[Saved data entries]
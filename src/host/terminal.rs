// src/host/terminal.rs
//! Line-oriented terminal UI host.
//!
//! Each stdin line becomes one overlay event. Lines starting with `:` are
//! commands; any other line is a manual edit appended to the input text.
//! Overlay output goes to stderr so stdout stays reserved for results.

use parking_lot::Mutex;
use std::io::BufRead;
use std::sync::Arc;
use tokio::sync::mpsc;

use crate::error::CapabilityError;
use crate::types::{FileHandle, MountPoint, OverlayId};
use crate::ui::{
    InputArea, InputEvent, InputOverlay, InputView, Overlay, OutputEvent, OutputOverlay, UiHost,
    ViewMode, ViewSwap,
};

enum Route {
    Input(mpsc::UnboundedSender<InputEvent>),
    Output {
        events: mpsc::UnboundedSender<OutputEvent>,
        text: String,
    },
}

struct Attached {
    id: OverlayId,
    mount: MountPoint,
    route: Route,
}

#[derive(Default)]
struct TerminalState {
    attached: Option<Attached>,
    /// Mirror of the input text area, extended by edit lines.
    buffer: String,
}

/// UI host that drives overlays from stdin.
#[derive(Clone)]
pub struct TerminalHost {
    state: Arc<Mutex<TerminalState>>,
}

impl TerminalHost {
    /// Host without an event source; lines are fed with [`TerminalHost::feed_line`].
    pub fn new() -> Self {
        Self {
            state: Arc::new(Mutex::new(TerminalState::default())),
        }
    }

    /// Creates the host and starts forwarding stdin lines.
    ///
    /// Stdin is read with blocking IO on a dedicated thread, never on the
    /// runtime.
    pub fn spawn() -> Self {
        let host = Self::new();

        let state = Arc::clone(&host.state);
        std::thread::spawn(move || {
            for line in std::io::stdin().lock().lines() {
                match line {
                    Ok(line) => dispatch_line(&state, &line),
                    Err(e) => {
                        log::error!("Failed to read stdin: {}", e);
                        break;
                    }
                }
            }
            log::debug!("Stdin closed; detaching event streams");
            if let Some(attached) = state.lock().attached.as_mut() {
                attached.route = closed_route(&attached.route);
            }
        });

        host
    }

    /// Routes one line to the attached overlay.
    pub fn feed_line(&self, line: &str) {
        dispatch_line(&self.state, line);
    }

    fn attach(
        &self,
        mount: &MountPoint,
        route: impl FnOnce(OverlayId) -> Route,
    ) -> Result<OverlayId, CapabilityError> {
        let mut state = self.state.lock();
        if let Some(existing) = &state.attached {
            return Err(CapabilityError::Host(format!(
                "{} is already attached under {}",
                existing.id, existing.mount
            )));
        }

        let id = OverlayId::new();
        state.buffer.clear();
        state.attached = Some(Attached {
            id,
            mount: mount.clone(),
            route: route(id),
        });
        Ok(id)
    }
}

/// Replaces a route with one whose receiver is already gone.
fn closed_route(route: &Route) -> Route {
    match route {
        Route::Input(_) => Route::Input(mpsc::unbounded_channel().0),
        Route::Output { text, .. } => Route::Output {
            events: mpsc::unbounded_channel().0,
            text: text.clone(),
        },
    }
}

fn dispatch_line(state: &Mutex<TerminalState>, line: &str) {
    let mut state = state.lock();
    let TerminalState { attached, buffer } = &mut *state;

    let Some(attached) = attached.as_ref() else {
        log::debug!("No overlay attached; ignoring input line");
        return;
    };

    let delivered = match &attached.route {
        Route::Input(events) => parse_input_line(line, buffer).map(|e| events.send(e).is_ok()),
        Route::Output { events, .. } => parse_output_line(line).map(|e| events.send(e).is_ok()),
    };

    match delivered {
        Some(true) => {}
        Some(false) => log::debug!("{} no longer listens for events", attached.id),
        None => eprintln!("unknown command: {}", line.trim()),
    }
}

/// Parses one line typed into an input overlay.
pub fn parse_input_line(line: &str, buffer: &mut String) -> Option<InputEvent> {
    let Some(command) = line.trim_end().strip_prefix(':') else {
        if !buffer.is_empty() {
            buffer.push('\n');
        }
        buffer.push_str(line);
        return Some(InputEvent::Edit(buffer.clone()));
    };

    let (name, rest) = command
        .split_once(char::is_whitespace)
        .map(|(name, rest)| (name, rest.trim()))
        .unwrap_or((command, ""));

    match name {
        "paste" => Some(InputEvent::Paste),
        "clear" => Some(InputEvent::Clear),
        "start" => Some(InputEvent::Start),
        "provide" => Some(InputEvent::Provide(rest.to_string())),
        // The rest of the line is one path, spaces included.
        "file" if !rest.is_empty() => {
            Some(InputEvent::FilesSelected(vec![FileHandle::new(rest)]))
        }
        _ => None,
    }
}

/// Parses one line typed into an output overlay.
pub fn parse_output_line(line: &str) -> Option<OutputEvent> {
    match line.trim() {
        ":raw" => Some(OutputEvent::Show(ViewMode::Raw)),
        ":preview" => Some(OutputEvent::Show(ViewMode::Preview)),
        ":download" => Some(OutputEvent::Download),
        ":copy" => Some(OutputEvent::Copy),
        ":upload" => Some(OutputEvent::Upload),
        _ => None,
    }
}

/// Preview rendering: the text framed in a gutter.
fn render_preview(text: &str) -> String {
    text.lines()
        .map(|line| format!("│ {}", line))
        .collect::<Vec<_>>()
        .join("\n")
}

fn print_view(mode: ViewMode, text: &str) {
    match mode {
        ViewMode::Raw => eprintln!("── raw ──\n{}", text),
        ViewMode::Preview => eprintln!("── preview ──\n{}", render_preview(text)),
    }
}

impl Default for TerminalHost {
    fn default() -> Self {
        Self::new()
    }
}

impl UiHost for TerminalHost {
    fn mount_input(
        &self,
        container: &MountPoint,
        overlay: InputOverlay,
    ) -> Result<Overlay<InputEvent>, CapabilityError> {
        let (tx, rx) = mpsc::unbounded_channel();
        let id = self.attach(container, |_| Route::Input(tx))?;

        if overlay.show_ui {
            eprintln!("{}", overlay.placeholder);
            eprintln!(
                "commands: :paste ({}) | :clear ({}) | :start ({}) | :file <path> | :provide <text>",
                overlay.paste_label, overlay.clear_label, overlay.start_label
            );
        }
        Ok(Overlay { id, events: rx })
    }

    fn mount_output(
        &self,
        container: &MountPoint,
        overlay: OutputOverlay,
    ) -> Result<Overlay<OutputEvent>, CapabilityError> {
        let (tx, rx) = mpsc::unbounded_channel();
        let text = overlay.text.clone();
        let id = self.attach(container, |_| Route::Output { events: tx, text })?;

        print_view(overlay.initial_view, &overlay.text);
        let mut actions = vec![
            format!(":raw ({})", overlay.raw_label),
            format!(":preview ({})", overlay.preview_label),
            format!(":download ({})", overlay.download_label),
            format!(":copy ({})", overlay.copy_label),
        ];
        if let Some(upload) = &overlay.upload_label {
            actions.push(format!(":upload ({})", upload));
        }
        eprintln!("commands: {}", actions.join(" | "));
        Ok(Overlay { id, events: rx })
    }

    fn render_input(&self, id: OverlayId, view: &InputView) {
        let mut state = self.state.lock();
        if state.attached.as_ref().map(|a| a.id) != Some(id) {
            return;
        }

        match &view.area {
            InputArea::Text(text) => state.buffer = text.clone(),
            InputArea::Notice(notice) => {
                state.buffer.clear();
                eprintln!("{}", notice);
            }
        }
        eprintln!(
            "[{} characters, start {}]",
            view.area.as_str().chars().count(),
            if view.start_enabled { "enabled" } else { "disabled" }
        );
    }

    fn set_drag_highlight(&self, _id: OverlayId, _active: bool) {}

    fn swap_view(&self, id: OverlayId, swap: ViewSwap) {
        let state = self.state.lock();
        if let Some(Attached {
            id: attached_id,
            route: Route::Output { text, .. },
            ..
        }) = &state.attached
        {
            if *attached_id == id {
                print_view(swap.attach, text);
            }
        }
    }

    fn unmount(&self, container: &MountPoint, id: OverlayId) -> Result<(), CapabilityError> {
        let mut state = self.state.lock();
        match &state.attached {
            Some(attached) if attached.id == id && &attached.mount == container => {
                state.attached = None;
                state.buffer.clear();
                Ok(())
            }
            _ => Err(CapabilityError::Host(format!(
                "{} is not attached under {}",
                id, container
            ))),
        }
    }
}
...
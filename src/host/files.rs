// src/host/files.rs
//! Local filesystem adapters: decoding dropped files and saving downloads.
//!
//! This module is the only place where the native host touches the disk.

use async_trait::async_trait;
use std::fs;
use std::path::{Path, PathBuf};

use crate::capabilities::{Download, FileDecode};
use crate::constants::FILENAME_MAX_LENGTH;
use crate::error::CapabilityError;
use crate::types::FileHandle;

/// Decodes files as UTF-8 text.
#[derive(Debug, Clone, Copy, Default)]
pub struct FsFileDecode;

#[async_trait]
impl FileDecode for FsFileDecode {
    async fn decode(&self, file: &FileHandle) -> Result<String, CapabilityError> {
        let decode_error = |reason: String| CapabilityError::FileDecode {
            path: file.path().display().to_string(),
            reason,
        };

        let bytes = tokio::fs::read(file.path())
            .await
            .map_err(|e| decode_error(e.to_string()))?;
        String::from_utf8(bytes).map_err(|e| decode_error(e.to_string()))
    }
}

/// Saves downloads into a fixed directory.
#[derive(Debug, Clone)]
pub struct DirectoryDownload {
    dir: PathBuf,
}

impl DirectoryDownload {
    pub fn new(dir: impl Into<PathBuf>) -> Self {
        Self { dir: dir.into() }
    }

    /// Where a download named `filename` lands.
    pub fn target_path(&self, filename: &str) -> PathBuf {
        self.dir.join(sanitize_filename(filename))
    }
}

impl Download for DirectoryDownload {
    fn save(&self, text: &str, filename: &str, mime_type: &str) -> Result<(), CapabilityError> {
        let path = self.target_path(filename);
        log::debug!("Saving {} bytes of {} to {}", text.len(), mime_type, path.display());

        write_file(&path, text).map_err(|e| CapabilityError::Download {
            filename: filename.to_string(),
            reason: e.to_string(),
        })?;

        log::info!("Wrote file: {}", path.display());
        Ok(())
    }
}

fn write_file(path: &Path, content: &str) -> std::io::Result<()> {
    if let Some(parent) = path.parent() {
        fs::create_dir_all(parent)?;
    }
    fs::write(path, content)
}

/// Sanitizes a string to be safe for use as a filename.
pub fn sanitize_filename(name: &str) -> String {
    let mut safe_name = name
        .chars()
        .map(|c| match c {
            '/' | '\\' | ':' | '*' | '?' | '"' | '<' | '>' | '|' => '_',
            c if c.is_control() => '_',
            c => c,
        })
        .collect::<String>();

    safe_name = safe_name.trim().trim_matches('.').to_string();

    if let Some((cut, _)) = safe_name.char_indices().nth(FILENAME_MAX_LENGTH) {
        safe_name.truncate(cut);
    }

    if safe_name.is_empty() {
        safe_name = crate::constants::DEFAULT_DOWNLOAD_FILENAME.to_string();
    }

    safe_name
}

§ **Work order**: Total the lines of the data that include the word "TerminalHost", and give that total as the sole response.

§ **Solution**: 5